Problem ::
Lines in the records below that contain the word "MemoryDriver" must each be copied.
◇ ◇ ◇
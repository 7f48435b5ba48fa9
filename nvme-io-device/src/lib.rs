//! Polled NVMe block device
//!
//! Byte-addressed, asynchronous reads and writes against NVMe namespaces,
//! driven by a user-space poll-mode driver. Completions are delivered either
//! when the caller polls the device or by a dedicated background poller
//! thread fed through a lock-free submission ring.
//!
//! # Quick Start
//!
//! ```
//! use std::sync::mpsc;
//! use nvme_io_device::nvme::{MemoryController, MemoryDriver, TransportId};
//! use nvme_io_device::{DeviceOpts, EnvOpts, Result, registry};
//!
//! fn main() -> Result<()> {
//!     let ctrlr = MemoryController::builder(TransportId::pcie("0000:00:04.0")?)
//!         .namespace(1, 512, 2 * 1024 * 1024)
//!         .build();
//!     let driver = MemoryDriver::new().with_controller(ctrlr);
//!
//!     let registry = registry::initialize(&driver, &EnvOpts::new("hello_world"))?;
//!     let mut device = registry.create_device(1, DeviceOpts::default())?;
//!     device.begin_poll(None)?;
//!
//!     let (tx, rx) = mpsc::channel();
//!     let tx2 = tx.clone();
//!     device.submit_write(&[0x5a; 4096], 0, 4096, move |c| tx.send(c).unwrap())?;
//!     assert_eq!(rx.recv().unwrap().bytes_transferred, 4096);
//!
//!     device.submit_read(0, vec![0; 4096], 4096, move |c| tx2.send(c).unwrap())?;
//!     assert_eq!(rx.recv().unwrap().data.unwrap(), vec![0x5a; 4096]);
//!
//!     device.destroy()?;
//!     Ok(())
//! }
//! ```
//!
//! # Modules
//!
//! - [`registry`] - Process-wide namespace registry
//! - [`device`] - Device handles: submission, polling, poller control
//! - [`nvme`] - Driver interfaces and the memory-backed driver
//! - [`context`] - Per-request state and completion callbacks
//! - [`poller`] - Background poller thread
//! - [`ring`] - Submission ring between submitters and the poller
//! - [`complete`] - Callback-to-future utilities
//! - [`dma`] - DMA-capable buffer allocation
//! - [`config`] - Environment, device and poller options
//! - [`affinity`] - CPU core utilities
//! - [`error`] - Error types

pub mod affinity;
pub mod complete;
pub mod config;
pub mod context;
pub mod device;
mod dispatch;
pub mod dma;
pub mod error;
pub mod nvme;
pub mod poller;
pub mod registry;
pub mod ring;

// Re-exports
pub use complete::{CompletionReceiver, CompletionSender, block_on, completion};
pub use config::{DeviceOpts, EnvOpts, LogLevel, PollerConfig};
pub use context::{ContextPool, IoCallback, IoCompletion, IoContext, IoDirection};
pub use device::DeviceHandle;
pub use dma::DmaBuf;
pub use error::{CreateError, Error, InitError, PollError, RegistryError, Result, SubmitError};
pub use poller::PollerState;
pub use registry::{MAX_NAMESPACES, NamespaceEntry, Registry};
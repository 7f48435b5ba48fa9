//! NVMe queue pair options.

/// NVMe queue pair options.
///
/// Configure queue pair behavior when allocating.
#[derive(Debug, Default, Clone)]
pub struct NvmeQpairOpts {
    /// Queue depth
    pub io_queue_size: Option<u32>,
    /// Maximum outstanding requests; submissions beyond it are rejected
    pub io_queue_requests: Option<u32>,
}

impl NvmeQpairOpts {
    /// Default queue depth when none is requested.
    pub const DEFAULT_IO_QUEUE_SIZE: u32 = 256;
    /// Default request pool size when none is requested.
    pub const DEFAULT_IO_QUEUE_REQUESTS: u32 = 512;

    pub fn io_queue_size(mut self, size: u32) -> Self {
        self.io_queue_size = Some(size);
        self
    }

    pub fn io_queue_requests(mut self, requests: u32) -> Self {
        self.io_queue_requests = Some(requests);
        self
    }

    /// Request pool size after applying defaults.
    pub fn effective_requests(&self) -> u32 {
        let size = self.io_queue_size.unwrap_or(Self::DEFAULT_IO_QUEUE_SIZE);
        self.io_queue_requests
            .unwrap_or(Self::DEFAULT_IO_QUEUE_REQUESTS)
            .max(size)
    }
}
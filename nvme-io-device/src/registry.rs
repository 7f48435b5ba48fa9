//! Namespace registry.
//!
//! Records every active namespace found while enumerating controllers, so
//! devices can later be opened by namespace id. The registry holds at most
//! [`MAX_NAMESPACES`] entries, and namespace ids are unique within it.
//!
//! Enumeration happens once per process through [`initialize`]; the
//! resulting registry is shared read-only behind an `Arc`.
//!
//! # Example
//!
//! ```
//! use nvme_io_device::nvme::{MemoryController, MemoryDriver, TransportId};
//! use nvme_io_device::{EnvOpts, Registry};
//!
//! # fn main() -> nvme_io_device::Result<()> {
//! let ctrlr = MemoryController::builder(TransportId::pcie("0000:00:04.0")?)
//!     .namespace(1, 512, 2048)
//!     .build();
//! let driver = MemoryDriver::new().with_controller(ctrlr);
//!
//! let registry = Registry::probe(&driver, &EnvOpts::new("example"))?;
//! assert_eq!(registry.namespace_size(1), Some(512 * 2048));
//! # Ok(())
//! # }
//! ```

use std::sync::{Arc, Mutex, PoisonError};

use tracing::{debug, error, info};

use crate::config::{DeviceOpts, EnvOpts};
use crate::device::DeviceHandle;
use crate::error::{CreateError, InitError, RegistryError};
use crate::nvme::{NvmeController, NvmeDriver, NvmeNamespace};

/// Maximum number of namespaces the registry holds.
pub const MAX_NAMESPACES: usize = 8;

/// A registered namespace.
#[derive(Debug)]
pub struct NamespaceEntry {
    controller: Arc<NvmeController>,
    namespace: NvmeNamespace,
}

impl NamespaceEntry {
    pub fn nsid(&self) -> u32 {
        self.namespace.id()
    }

    pub fn sector_size(&self) -> u32 {
        self.namespace.sector_size()
    }

    pub fn num_sectors(&self) -> u64 {
        self.namespace.num_sectors()
    }

    /// Size in bytes.
    pub fn size(&self) -> u64 {
        self.namespace.size()
    }

    pub fn namespace(&self) -> &NvmeNamespace {
        &self.namespace
    }

    pub fn controller(&self) -> &Arc<NvmeController> {
        &self.controller
    }
}

/// Registered namespaces and the controllers they live on.
#[derive(Debug, Default)]
pub struct Registry {
    entries: Vec<Arc<NamespaceEntry>>,
    controllers: Vec<Arc<NvmeController>>,
}

impl Registry {
    pub fn new() -> Self {
        Self::default()
    }

    /// Initialize the driver environment, enumerate controllers and
    /// register every active namespace.
    ///
    /// Every attached controller is detached again if this fails.
    pub fn probe(driver: &dyn NvmeDriver, opts: &EnvOpts) -> Result<Self, InitError> {
        driver.init_env(opts).map_err(|rc| {
            error!(rc, "Unable to initialize driver environment");
            InitError::EnvironmentInit(rc)
        })?;
        driver.unaffinitize_thread();

        let mut registry = Registry::new();
        let mut attached: Vec<Arc<NvmeController>> = Vec::new();
        let mut attach_error: Option<RegistryError> = None;

        let probed = driver.probe(&mut |_trid| true, &mut |ctrlr| {
            let ctrlr = Arc::new(ctrlr);
            attached.push(Arc::clone(&ctrlr));
            if attach_error.is_some() {
                return;
            }
            for ns in ctrlr.namespaces() {
                if let Err(e) = registry.register_namespace(&ctrlr, &ns) {
                    attach_error = Some(e);
                    break;
                }
            }
        });

        if let Err(rc) = probed {
            error!(rc, "controller probe failed");
            return Err(InitError::Probe(rc));
        }
        if let Some(e) = attach_error {
            error!(error = %e, "namespace registration failed");
            return Err(InitError::Attach(e));
        }
        if registry.is_empty() {
            error!("no NVMe namespace found");
            return Err(InitError::NoNamespaceFound);
        }

        info!(
            namespaces = registry.len(),
            controllers = attached.len(),
            "namespace registry ready"
        );
        registry.controllers = attached;
        Ok(registry)
    }

    /// Register `ns` of `controller`.
    ///
    /// Inactive namespaces are skipped without error. A namespace with a
    /// zero sector size is rejected.
    pub fn register_namespace(
        &mut self,
        controller: &Arc<NvmeController>,
        ns: &NvmeNamespace,
    ) -> Result<(), RegistryError> {
        if self.entries.len() >= MAX_NAMESPACES {
            error!(max = MAX_NAMESPACES, "too many namespaces");
            return Err(RegistryError::RegistryFull {
                max: MAX_NAMESPACES,
            });
        }
        if !ns.is_active() {
            debug!(nsid = ns.id(), "skipping inactive namespace");
            return Ok(());
        }
        if self.lookup(ns.id()).is_some() {
            return Err(RegistryError::DuplicateNamespace(ns.id()));
        }
        if ns.sector_size() == 0 {
            error!(nsid = ns.id(), "namespace reports a zero sector size");
            return Err(RegistryError::InvalidGeometry {
                nsid: ns.id(),
                sector_size: 0,
            });
        }

        info!(
            nsid = ns.id(),
            sector_size = ns.sector_size(),
            size = ns.size(),
            trid = %controller.trid(),
            "registered namespace"
        );
        self.entries.push(Arc::new(NamespaceEntry {
            controller: Arc::clone(controller),
            namespace: *ns,
        }));
        Ok(())
    }

    /// Find the entry for `nsid`.
    pub fn lookup(&self, nsid: u32) -> Option<&Arc<NamespaceEntry>> {
        self.entries.iter().find(|entry| entry.nsid() == nsid)
    }

    /// Size in bytes of namespace `nsid`.
    pub fn namespace_size(&self, nsid: u32) -> Option<u64> {
        self.lookup(nsid).map(|entry| entry.size())
    }

    /// Sector size of namespace `nsid`.
    pub fn namespace_sector_size(&self, nsid: u32) -> Option<u32> {
        self.lookup(nsid).map(|entry| entry.sector_size())
    }

    /// Open a device on namespace `nsid`.
    pub fn create_device(&self, nsid: u32, opts: DeviceOpts) -> Result<DeviceHandle, CreateError> {
        DeviceHandle::create(self, nsid, opts)
    }

    pub fn entries(&self) -> impl Iterator<Item = &Arc<NamespaceEntry>> {
        self.entries.iter()
    }

    pub fn len(&self) -> usize {
        self.entries.len()
    }

    pub fn is_empty(&self) -> bool {
        self.entries.is_empty()
    }
}

enum InitState {
    Uninit,
    Ready(Arc<Registry>),
    Failed,
}

static GLOBAL: Mutex<InitState> = Mutex::new(InitState::Uninit);

/// Initialize the process-wide registry.
///
/// The first call probes `driver`; later calls return the same registry
/// without touching the driver again. If the first call failed every later
/// call fails with [`InitError::PreviouslyFailed`]: the driver environment
/// cannot be set up twice in one process.
pub fn initialize(driver: &dyn NvmeDriver, opts: &EnvOpts) -> Result<Arc<Registry>, InitError> {
    let mut state = GLOBAL.lock().unwrap_or_else(PoisonError::into_inner);
    match &*state {
        InitState::Ready(registry) => return Ok(Arc::clone(registry)),
        InitState::Failed => return Err(InitError::PreviouslyFailed),
        InitState::Uninit => {}
    }

    match Registry::probe(driver, opts) {
        Ok(registry) => {
            let registry = Arc::new(registry);
            *state = InitState::Ready(Arc::clone(&registry));
            Ok(registry)
        }
        Err(e) => {
            *state = InitState::Failed;
            Err(e)
        }
    }
}

/// The process-wide registry, if [`initialize`] succeeded.
pub fn global() -> Option<Arc<Registry>> {
    match &*GLOBAL.lock().unwrap_or_else(PoisonError::into_inner) {
        InitState::Ready(registry) => Some(Arc::clone(registry)),
        _ => None,
    }
}
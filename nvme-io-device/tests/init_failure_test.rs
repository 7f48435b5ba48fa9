//! Integration test for failed process-wide initialization
//!
//! A failed initialization is final for the process, so this runs in its
//! own test binary.

use nvme_io_device::nvme::{MemoryController, MemoryDriver, TransportId};
use nvme_io_device::{EnvOpts, InitError, registry};

#[test]
fn test_initialize_failure_is_final() {
    let broken = MemoryDriver::new().fail_env_init(-libc::ENOMEM);
    let err = registry::initialize(&broken, &EnvOpts::default()).unwrap_err();
    assert!(matches!(err, InitError::EnvironmentInit(rc) if rc == -libc::ENOMEM));
    assert!(registry::global().is_none());

    // Even a working driver can't recover the process
    let ctrlr = MemoryController::builder(TransportId::pcie("0000:00:04.0").unwrap())
        .namespace(1, 512, 1024)
        .build();
    let working = MemoryDriver::new().with_controller(ctrlr.clone());
    let err = registry::initialize(&working, &EnvOpts::default()).unwrap_err();
    assert!(matches!(err, InitError::PreviouslyFailed));
    assert!(!working.env_initialized());
    assert!(!ctrlr.is_attached());
    assert!(registry::global().is_none());
}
◇ ◇ ◇
Worked solution ::
//! use nvme_io_device::nvme::{MemoryController, MemoryDriver, TransportId};
//!     let driver = MemoryDriver::new().with_controller(ctrlr);
//! use nvme_io_device::nvme::{MemoryController, MemoryDriver, TransportId};
//! let driver = MemoryDriver::new().with_controller(ctrlr);
use nvme_io_device::nvme::{MemoryController, MemoryDriver, TransportId};
    let broken = MemoryDriver::new().fail_env_init(-libc::ENOMEM);
    let working = MemoryDriver::new().with_controller(ctrlr.clone());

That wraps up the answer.